Cars, boots and houses are all covered in miserable splashes of brown.
I’m already not happy about my increasingly wet, brown backyard—now SEO appears to be having a “mud season” all of its own.
Yup, this March has been a mess for webmasters and SEOs.
The reason: Google has made a big core algorithm update. And we’re all feeling it.
Word on the street is it began as early as March 7th. For us, the actual effects materialized around March 12th and just kept coming throughout the week.
Now, over a week later, these changes are starting to slow down, but the update has undoubtedly left its footprint on our rankings and traffic.
It’s even being referred to as “tremors” and “March Madness.” Whether you’ve benefited or been struck down, we can acknowledge the mess such a big change makes.
It’s time to take action, and do some spring cleaning if your rankings have suffered.
As a Vermonter and SEO, I’m no stranger to this kind of muddled mess.
Let me walk you through the Monitor Backlinks team’s experience with Google’s 3/7 update, and how we plan on cleaning things up!
How the March 7th Update Affected Our Rankings and Traffic
Website A (Monitor Backlinks)
First, here’s what happened to our very own Monitor Backlinks website:
We were seeing an uptick in keyword rankings throughout February and early March—right up until the fateful day of March 12th, when we saw a dramatic plunge in rankings, and a corresponding decline in organic traffic from search engines.
Even though the downward trend has tapered off at this point, our organic traffic has taken a big hit.
Looking specifically at which content dropped in the rankings, we noticed that they’re mainly old posts which we inherited from the previous Monitor Backlinks blogging team, and share several issues:
- Thin content — Blog posts with lower word count, less than 1000 words, but as little as 300 words in some cases.
- Less info-rich content — Blog posts that contain a lot of “fluff,” run-on sentences saying nothing, mostly common knowledge.
- Poor quality — Poor grammar, incorrect spelling, typos, awkward syntax and unnatural language usage can be found in these older posts.
- Weak on-page SEO — Lacking H1 headings, internal linking, keyword optimization and other key on-page SEO.
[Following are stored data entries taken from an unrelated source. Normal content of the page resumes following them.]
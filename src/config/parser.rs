use crate::config::types::Config;
use crate::ConfigError;
use sha2::{Digest, Sha256};
use std::path::Path;

/// Loads and parses a configuration file from the given path
///
/// Missing sections and keys fall back to their defaults. Range checks are
/// left to [`validate`](crate::config::validate), which callers run once
/// command-line overrides have been applied.
///
/// # Arguments
///
/// * `path` - Path to the TOML configuration file
///
/// # Returns
///
/// * `Ok(Config)` - Successfully loaded configuration
/// * `Err(ConfigError)` - Failed to read or parse the configuration
///
/// # Example
///
/// ```no_run
/// use std::path::Path;
/// use web_scraper::config::load_config;
///
/// let config = load_config(Path::new("scraper.toml")).unwrap();
/// println!("Max depth: {}", config.crawler.max_depth);
/// ```
pub fn load_config(path: &Path) -> Result<Config, ConfigError> {
    let content = std::fs::read_to_string(path)?;
    let config: Config = toml::from_str(&content)?;
    Ok(config)
}

/// Computes a SHA-256 hash of the configuration file content
///
/// Logged at startup so a run can be matched to the exact settings it used.
pub fn compute_config_hash(path: &Path) -> Result<String, ConfigError> {
    let content = std::fs::read_to_string(path)?;
    let mut hasher = Sha256::new();
    hasher.update(content.as_bytes());
    Ok(hex::encode(hasher.finalize()))
}

/// Loads a configuration and returns both the config and its hash
pub fn load_config_with_hash(path: &Path) -> Result<(Config, String), ConfigError> {
    let config = load_config(path)?;
    let hash = compute_config_hash(path)?;
    Ok((config, hash))
}
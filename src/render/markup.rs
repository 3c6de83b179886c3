//! Passthrough markup rendering
//!
//! Streams the fetched markup through `lol_html`, pointing localized images
//! at their local copies and tagging `<head>` with the page's source URL.
//! Everything else is emitted byte-for-byte.

use crate::render::AssetMap;
use crate::url::resolve;
use crate::ScrapeError;
use lol_html::html_content::ContentType;
use lol_html::{element, HtmlRewriter, Settings};
use url::Url;

/// Name of the meta tag recording where a saved page came from
pub const SOURCE_META_NAME: &str = "scraper-source";

/// Rewrites page markup for offline viewing
///
/// # Arguments
///
/// * `html` - The fetched markup
/// * `page_url` - URL recorded in the source meta tag
/// * `base_url` - Base for resolving image sources
/// * `assets` - Map of absolute image URL → path relative to the saved page
///
/// Images missing from `assets` keep their original attributes.
pub fn render_markup(
    html: &str,
    page_url: &Url,
    base_url: &Url,
    assets: &AssetMap,
) -> Result<String, ScrapeError> {
    let mut output = Vec::with_capacity(html.len() + 128);
    let meta = source_meta_tag(page_url);

    let mut rewriter = HtmlRewriter::new(
        Settings {
            element_content_handlers: vec![
                element!("img", |el| {
                    let chosen = ["data-src", "src"].into_iter().find_map(|name| {
                        el.get_attribute(name)
                            .map(|value| value.trim().to_string())
                            .filter(|value| !value.is_empty())
                            .map(|value| (name, value))
                    });

                    if let Some((name, source)) = chosen {
                        let local = resolve(base_url, &source)
                            .ok()
                            .and_then(|absolute| assets.get(absolute.as_str()));
                        if let Some(local) = local {
                            el.set_attribute("src", local)?;
                            if name == "data-src" {
                                el.set_attribute("data-src", local)?;
                            }
                        }
                    }
                    Ok(())
                }),
                element!("head", |el| {
                    el.append(&meta, ContentType::Html);
                    Ok(())
                }),
            ],
            ..Settings::default()
        },
        |c: &[u8]| output.extend_from_slice(c),
    );

    rewriter
        .write(html.as_bytes())
        .map_err(|e| rewrite_error(page_url, e))?;
    rewriter.end().map_err(|e| rewrite_error(page_url, e))?;

    String::from_utf8(output).map_err(|e| rewrite_error(page_url, e))
}

/// Builds the `<meta>` tag naming the page's source URL
pub fn source_meta_tag(page_url: &Url) -> String {
    format!(
        r#"<meta name="{}" content="{}">"#,
        SOURCE_META_NAME,
        html_escape::encode_double_quoted_attribute(page_url.as_str())
    )
}

fn rewrite_error(page_url: &Url, error: impl std::fmt::Display) -> ScrapeError {
    ScrapeError::Rewrite {
        url: page_url.to_string(),
        message: error.to_string(),
    }
}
- Content that doesn’t answer queries — These posts were not strongly targeted to any keywords, but nevertheless ended up ranking in the SERPs for a particular query. It’s possible that Google realized our content didn’t quite answer the questions searchers were asking—or at least not as well as competing blog posts written and optimized with those specific keywords, and the search intent behind them, in mind.
- Outdated content — Blog posts about Google algorithm updates from 2013 clearly aren’t providing the right information to searchers in 2018, for example, so it’s only natural that outdated content like this dropped significantly in the rankings.
There weren’t any blog posts that went up significantly in the SERP rankings during this period—while usually we do see plenty of content on the rise—so there are possibly other sitewide quality issues that we’ll need to identify and address.
Website B (Niche Site)
Now, compare that to another site we manage. It’s a seasonal affiliate blog (with the months of April to September seeing peak activity each year) which experienced a major spike in its keyword rankings.
The Effects of Google’s Core Algorithm Update on March 7th
It all began with us SEOs waking up and checking out our keyword rankings over coffee.
Then noticing something was up. So, the tweeting began.
Agreed. Was going to tweet this yesterday and was waiting for more data. March madness!
— Marie Haynes (@Marie_Haynes) 16 de marzo de 2018
These days, Google no longer gives pet names and makes announcements about updates. It’s up to us SEOs to smell that something’s up, investigate and commiserate.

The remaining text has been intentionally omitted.